Below are lines of data; count those containing the word "actions" and write nothing but the number.

*** Opening of Given entries ***

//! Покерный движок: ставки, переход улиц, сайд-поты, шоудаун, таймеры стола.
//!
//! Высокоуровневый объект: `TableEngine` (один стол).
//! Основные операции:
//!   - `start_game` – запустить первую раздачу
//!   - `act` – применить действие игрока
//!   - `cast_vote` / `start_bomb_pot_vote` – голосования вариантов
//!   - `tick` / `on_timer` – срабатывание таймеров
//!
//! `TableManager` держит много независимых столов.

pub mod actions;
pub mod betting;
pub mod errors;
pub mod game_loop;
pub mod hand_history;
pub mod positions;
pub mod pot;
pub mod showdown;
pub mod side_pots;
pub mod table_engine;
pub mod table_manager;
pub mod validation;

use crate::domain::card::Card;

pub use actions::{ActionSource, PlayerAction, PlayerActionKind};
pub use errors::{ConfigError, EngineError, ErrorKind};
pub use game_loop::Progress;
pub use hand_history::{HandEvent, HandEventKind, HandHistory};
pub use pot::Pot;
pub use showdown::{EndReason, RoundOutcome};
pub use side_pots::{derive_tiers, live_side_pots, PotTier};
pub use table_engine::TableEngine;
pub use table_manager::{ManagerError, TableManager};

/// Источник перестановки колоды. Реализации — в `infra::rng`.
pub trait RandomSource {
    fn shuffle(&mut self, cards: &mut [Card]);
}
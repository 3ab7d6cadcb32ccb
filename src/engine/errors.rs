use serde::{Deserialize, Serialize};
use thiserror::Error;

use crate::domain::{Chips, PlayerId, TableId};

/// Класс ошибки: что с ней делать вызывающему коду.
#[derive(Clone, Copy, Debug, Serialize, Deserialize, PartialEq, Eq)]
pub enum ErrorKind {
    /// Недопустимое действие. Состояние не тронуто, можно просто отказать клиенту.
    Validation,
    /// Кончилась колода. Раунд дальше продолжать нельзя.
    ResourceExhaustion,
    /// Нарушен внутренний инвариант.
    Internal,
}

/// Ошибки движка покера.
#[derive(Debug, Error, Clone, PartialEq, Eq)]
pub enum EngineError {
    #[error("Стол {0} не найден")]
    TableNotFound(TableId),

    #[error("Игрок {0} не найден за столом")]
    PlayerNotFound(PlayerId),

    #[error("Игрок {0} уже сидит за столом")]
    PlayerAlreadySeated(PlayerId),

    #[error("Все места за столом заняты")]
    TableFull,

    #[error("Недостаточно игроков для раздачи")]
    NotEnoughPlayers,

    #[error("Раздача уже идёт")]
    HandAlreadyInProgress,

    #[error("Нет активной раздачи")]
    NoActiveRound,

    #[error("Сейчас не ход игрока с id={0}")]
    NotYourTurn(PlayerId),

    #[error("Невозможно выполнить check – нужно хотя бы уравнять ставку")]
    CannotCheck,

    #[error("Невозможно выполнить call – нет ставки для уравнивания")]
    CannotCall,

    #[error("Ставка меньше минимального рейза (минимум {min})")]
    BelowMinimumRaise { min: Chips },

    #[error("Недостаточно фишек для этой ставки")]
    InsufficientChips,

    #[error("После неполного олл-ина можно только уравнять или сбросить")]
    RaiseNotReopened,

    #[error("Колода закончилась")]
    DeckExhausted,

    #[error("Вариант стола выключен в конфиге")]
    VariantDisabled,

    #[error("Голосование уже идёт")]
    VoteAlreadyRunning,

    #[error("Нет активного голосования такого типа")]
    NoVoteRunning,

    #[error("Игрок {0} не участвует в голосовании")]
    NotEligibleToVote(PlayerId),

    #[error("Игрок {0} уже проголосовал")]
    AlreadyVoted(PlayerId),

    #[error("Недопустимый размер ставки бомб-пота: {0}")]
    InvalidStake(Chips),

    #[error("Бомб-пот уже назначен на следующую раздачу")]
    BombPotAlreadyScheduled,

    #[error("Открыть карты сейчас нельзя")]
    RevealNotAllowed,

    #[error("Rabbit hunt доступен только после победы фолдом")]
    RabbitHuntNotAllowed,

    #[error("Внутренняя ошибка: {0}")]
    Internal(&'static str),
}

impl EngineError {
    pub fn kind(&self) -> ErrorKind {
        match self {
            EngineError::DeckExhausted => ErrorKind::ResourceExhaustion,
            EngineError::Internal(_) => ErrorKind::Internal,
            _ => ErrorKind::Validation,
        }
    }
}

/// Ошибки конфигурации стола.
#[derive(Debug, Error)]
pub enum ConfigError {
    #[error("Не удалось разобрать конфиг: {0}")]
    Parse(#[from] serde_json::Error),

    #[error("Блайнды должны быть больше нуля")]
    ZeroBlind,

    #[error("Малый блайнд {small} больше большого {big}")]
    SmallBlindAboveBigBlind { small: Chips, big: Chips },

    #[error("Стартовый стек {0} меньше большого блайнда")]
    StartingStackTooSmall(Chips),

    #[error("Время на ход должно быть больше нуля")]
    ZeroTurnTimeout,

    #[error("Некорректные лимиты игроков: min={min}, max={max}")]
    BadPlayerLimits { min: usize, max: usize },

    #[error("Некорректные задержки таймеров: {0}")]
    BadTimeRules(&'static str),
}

*** Close of Given entries ***

Task result »
2